An Expedited Gene-to-Drug Approach using Thermo Scientific Cryo-EM and the Schrödinger Platform

Introduction

Structure-Based Drug Design (SBDD) imparts cost-efficiency, timeliness and superior properties to target-based small molecule drug discovery1-3. Today, computational approaches have evolved to the point where they provide quantitative predictions of ligand affinity4 and selectivity5. Historically, X-ray crystallography has driven SBDD efforts resulting in the development of potent and selective protease and kinase inhibitors for the treatment of a variety of diseases including AIDS6 and cancer2. However, many pharmaceutically important drug targets such as large macromolecular assemblies or membrane proteins are less amenable to SBDD due to the lack of 3D structural information. Recent advances in protein production and cryo-electron microscopy (cryo-EM) have expanded the role of SBDD for these critical targets7,8. Here, we present the approach taken by Thermo Fisher Scientific and Schrödinger research teams that deployed GeneArt Gene-to-Protein, Thermo Scientific iSPA Workflow and the Schrödinger Drug Discovery platform.


Target Selection

Selection of targets for initiation of drug discovery programs is dependent on an understanding of the unmet medical need and multiple lines of evidence from clinical, genetic and preclinical studies that inform therapeutic potential (Figure 1). Biological rationale in the form of biochemical, pharmacological and genetic data that link modulation of target activity to pathophysiology and disease mechanisms are key factors. For example, targets with a clearly defined relationship between genotype and phenotype in preclinical models and human studies are considered higher priority. Confirming the impact of inhibition or activation and an understanding of tractability are also important aspects of target validation that serve as triggers for program initiation.
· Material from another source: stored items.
//! Completion service adapter.
//!
//! Both the semantic classifier and the response-assembly stage talk to an
//! external completion service through the [`CompletionBackend`] trait. The
//! bundled HTTP implementation targets an OpenAI-compatible
//! `/v1/chat/completions` endpoint.

use async_trait::async_trait;
use serde::{Deserialize, Serialize};
use std::time::Duration;
use thiserror::Error;

/// Errors from the completion service
#[derive(Debug, Error)]
pub enum CompletionError {
    #[error("request failed: {0}")]
    RequestFailed(String),

    #[error("completion service returned status {status}: {body}")]
    BadStatus { status: u16, body: String },

    #[error("malformed completion payload: {0}")]
    MalformedResponse(String),
}

/// One completion request
#[derive(Debug, Clone, Serialize, Deserialize)]
pub struct CompletionRequest {
    /// System instruction
    pub system: String,
    /// User content
    pub user: String,
    /// Sampling temperature; classification fixes this at 0 for determinism
    pub temperature: f32,
    /// Output token cap
    pub max_tokens: u32,
}

impl CompletionRequest {
    /// Build a deterministic (temperature 0) request
    pub fn deterministic(system: impl Into<String>, user: impl Into<String>) -> Self {
        Self {
            system: system.into(),
            user: user.into(),
            temperature: 0.0,
            max_tokens: 512,
        }
    }
}

/// A black-box completion service
#[async_trait]
pub trait CompletionBackend: Send + Sync {
    /// Run one completion and return the raw text
    async fn complete(&self, request: &CompletionRequest) -> Result<String, CompletionError>;
}

/// Reqwest-backed client for an OpenAI-compatible chat endpoint
pub struct HttpCompletionBackend {
    base_url: String,
    model: String,
    api_key: Option<String>,
    client: reqwest::Client,
}

impl HttpCompletionBackend {
    /// Create a client with the given request timeout
    pub fn new(base_url: impl Into<String>, model: impl Into<String>, timeout: Duration) -> Self {
        Self {
            base_url: base_url.into(),
            model: model.into(),
            api_key: std::env::var("DIALOGUE_COMPLETION_API_KEY").ok(),
            client: reqwest::Client::builder()
                .timeout(timeout)
                .build()
                .expect("Failed to create HTTP client"),
        }
    }

    /// Override the API key
    pub fn with_api_key(mut self, api_key: impl Into<String>) -> Self {
        self.api_key = Some(api_key.into());
        self
    }
}

#[async_trait]
impl CompletionBackend for HttpCompletionBackend {
    async fn complete(&self, request: &CompletionRequest) -> Result<String, CompletionError> {
        let url = format!(
            "{}/v1/chat/completions",
            self.base_url.trim_end_matches('/')
        );

        let body = serde_json::json!({
            "model": self.model,
            "temperature": request.temperature,
            "max_tokens": request.max_tokens,
            "messages": [
                { "role": "system", "content": request.system },
                { "role": "user", "content": request.user },
            ],
        });

        let mut builder = self.client.post(&url).json(&body);
        if let Some(key) = &self.api_key {
            builder = builder.bearer_auth(key);
        }

        let response = builder
            .send()
            .await
            .map_err(|e| CompletionError::RequestFailed(e.to_string()))?;

        if !response.status().is_success() {
            let status = response.status().as_u16();
            let body = response.text().await.unwrap_or_default();
            return Err(CompletionError::BadStatus { status, body });
        }

        let json: serde_json::Value = response
            .json()
            .await
            .map_err(|e| CompletionError::MalformedResponse(e.to_string()))?;

        json["choices"][0]["message"]["content"]
            .as_str()
            .map(|s| s.to_string())
            .ok_or_else(|| {
                CompletionError::MalformedResponse(
                    "missing choices[0].message.content".to_string(),
                )
            })
    }
}

/// Health of a completion backend, tracked over time for diagnostics
#[derive(Debug, Clone, Serialize, Deserialize)]
pub struct BackendHealth {
    /// Consecutive failures since the last success
    pub consecutive_failures: u32,
    /// Failures before the backend is reported unavailable
    pub failure_threshold: u32,
    /// Total calls made
    pub total_calls: u64,
    /// Total failures
    pub total_failures: u64,
    /// Last observed error message
    pub last_error: Option<String>,
}

impl BackendHealth {
    /// Create a healthy tracker
    pub fn new(failure_threshold: u32) -> Self {
        Self {
            consecutive_failures: 0,
            failure_threshold,
            total_calls: 0,
            total_failures: 0,
            last_error: None,
        }
    }

    /// Record a successful call
    pub fn record_success(&mut self) {
        self.total_calls += 1;
        self.consecutive_failures = 0;
        self.last_error = None;
    }

    /// Record a failed call
    pub fn record_failure(&mut self, error: &str) {
        self.total_calls += 1;
        self.total_failures += 1;
        self.consecutive_failures += 1;
        self.last_error = Some(error.to_string());
    }

    /// Whether the backend is currently considered available
    pub fn is_available(&self) -> bool {
        self.consecutive_failures < self.failure_threshold
    }

    /// Failure rate as a fraction (0.0–1.0)
    pub fn failure_rate(&self) -> f64 {
        if self.total_calls == 0 {
            0.0
        } else {
            self.total_failures as f64 / self.total_calls as f64
        }
    }
}

impl Default for BackendHealth {
    fn default() -> Self {
        Self::new(3)
    }
}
Figure 1. Evaluation of thousands of targets – shortlists of priority targets were identified after assessment of biological rationale and unmet medical need.

All targets must be modeling enabled for SBDD. After a careful review of current clinical and preclinical programs for a given target, challenges that could be solved by Schrödinger’s computational platform are identified. The Schrödinger platform is used to analyze protein structure quality and binding site druggability, followed by an assessment of the amenability of the structures for use with the technology. Due to the lack of high-quality structures, a large number of very interesting targets that meet the criteria for biological rationale and therapeutic momentum would need to be reprioritized until high-resolution structures are available. This is often because such targets are membrane proteins or proteins which form large multimeric structures that are often challenging for X-ray crystallography. Fortunately, these types of targets are often well suited for structural determination by cryo-EM, and allow for modelling of previously unreachable targets. A target was selected for the collaboration after careful analysis of the biological rationale, the unmet medical need and the potential for cryo-EM enablement of the target.

Protein Production

Once a target has been selected, the first hurdle to overcome is the production of protein of suitable quality for use with cryo-EM. Cryo-EM is typically applied to proteins that are multimeric and/or membrane protein complexes with a molecular weight of over 50 kDa. This poses challenges for protein production and purification, particularly within the timeline expectations of drug discovery. Thermo Fisher’s GeneArt platform comprises a Gene-to-Protein service that only requires a protein sequence and covers every step from gene synthesis to protein purification (Figure 2).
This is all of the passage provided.